## Saved data entries
========
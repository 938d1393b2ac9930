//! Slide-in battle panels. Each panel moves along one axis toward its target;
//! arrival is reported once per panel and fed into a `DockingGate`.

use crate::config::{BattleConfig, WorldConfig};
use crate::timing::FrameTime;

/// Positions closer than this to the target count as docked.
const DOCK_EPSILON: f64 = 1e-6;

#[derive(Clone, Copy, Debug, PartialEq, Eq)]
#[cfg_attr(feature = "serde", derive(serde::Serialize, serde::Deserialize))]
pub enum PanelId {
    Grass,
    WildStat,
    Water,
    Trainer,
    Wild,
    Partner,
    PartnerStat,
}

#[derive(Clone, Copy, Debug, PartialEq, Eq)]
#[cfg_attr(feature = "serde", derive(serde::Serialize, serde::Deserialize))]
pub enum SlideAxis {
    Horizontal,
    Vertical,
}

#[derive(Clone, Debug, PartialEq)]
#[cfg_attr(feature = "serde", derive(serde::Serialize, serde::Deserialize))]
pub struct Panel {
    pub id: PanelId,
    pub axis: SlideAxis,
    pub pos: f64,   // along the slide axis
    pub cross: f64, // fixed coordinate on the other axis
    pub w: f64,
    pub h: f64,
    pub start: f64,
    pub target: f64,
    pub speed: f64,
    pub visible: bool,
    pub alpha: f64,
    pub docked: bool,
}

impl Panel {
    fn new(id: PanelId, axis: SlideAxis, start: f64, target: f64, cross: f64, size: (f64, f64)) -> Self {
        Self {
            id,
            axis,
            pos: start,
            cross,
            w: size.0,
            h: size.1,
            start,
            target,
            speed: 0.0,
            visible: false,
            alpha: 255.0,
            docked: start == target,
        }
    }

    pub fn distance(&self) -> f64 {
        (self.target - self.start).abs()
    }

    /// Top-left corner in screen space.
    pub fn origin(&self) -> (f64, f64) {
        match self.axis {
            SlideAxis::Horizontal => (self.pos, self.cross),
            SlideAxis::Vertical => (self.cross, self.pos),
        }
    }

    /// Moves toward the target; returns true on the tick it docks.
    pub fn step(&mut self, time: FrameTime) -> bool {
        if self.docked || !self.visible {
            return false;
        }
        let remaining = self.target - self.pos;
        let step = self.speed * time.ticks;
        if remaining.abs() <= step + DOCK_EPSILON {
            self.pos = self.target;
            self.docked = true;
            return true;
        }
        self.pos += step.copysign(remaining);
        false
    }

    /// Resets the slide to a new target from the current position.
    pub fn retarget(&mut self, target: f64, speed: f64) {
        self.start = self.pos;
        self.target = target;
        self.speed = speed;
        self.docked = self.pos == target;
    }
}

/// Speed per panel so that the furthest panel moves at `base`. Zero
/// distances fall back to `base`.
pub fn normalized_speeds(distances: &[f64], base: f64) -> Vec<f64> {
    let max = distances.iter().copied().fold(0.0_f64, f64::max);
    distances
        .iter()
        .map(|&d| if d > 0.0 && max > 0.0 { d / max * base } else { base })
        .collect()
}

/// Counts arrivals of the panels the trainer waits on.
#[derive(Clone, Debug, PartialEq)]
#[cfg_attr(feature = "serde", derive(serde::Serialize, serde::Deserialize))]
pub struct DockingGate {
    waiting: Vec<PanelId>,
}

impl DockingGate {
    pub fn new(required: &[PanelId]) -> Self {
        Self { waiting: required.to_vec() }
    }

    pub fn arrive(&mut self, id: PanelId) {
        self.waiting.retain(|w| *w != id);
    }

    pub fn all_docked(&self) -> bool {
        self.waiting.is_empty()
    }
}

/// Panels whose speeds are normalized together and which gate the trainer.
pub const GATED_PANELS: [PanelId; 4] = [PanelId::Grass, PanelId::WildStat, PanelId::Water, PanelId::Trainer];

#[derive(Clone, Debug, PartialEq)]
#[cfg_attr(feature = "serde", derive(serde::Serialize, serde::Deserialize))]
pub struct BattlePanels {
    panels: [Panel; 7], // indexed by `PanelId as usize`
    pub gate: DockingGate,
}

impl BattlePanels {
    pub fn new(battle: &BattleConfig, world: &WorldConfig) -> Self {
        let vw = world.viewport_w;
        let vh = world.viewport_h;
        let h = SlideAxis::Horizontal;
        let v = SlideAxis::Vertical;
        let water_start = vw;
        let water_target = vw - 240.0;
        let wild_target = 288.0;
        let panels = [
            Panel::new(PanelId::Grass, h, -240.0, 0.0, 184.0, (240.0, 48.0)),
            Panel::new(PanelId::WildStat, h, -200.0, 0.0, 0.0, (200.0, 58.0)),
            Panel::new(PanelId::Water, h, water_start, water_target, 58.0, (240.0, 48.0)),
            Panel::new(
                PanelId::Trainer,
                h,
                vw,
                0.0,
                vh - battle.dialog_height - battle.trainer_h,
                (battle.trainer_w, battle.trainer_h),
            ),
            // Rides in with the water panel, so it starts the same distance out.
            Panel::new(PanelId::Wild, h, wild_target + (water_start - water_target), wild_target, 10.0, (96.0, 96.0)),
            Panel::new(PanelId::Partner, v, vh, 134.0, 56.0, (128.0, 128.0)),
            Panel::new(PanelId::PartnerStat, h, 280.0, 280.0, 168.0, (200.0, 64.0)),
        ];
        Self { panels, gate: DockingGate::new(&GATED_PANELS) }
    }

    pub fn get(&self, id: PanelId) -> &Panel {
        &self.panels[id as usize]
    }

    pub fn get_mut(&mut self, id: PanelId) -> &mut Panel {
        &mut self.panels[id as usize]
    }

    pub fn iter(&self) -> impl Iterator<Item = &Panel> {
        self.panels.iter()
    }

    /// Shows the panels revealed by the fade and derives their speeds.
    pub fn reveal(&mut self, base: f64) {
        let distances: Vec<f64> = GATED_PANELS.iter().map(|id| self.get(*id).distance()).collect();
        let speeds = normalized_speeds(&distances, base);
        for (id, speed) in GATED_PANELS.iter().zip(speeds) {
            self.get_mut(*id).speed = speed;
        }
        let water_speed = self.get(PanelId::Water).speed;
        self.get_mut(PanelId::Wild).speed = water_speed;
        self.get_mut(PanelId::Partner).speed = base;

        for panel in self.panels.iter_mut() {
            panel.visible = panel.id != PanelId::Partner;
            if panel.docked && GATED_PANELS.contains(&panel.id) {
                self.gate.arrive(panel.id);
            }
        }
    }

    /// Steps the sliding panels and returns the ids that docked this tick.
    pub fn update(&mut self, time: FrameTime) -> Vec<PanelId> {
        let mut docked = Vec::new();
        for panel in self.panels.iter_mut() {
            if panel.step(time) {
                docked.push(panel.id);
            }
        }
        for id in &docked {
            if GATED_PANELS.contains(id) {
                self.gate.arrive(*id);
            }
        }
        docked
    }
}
========
## Task goal
In the data above, which lines lie between the line with "pub fn iter(&self)" and the line with "self.gate.arrive(*id);", inclusive? Print those lines exactly and nothing else.

## Response area
    pub fn iter(&self) -> impl Iterator<Item = &Panel> {
        self.panels.iter()
    }

    /// Shows the panels revealed by the fade and derives their speeds.
    pub fn reveal(&mut self, base: f64) {
        let distances: Vec<f64> = GATED_PANELS.iter().map(|id| self.get(*id).distance()).collect();
        let speeds = normalized_speeds(&distances, base);
        for (id, speed) in GATED_PANELS.iter().zip(speeds) {
            self.get_mut(*id).speed = speed;
        }
        let water_speed = self.get(PanelId::Water).speed;
        self.get_mut(PanelId::Wild).speed = water_speed;
        self.get_mut(PanelId::Partner).speed = base;

        for panel in self.panels.iter_mut() {
            panel.visible = panel.id != PanelId::Partner;
            if panel.docked && GATED_PANELS.contains(&panel.id) {
                self.gate.arrive(panel.id);
            }
        }
    }

    /// Steps the sliding panels and returns the ids that docked this tick.
    pub fn update(&mut self, time: FrameTime) -> Vec<PanelId> {
        let mut docked = Vec::new();
        for panel in self.panels.iter_mut() {
            if panel.step(time) {
                docked.push(panel.id);
            }
        }
        for id in &docked {
            if GATED_PANELS.contains(id) {
                self.gate.arrive(*id);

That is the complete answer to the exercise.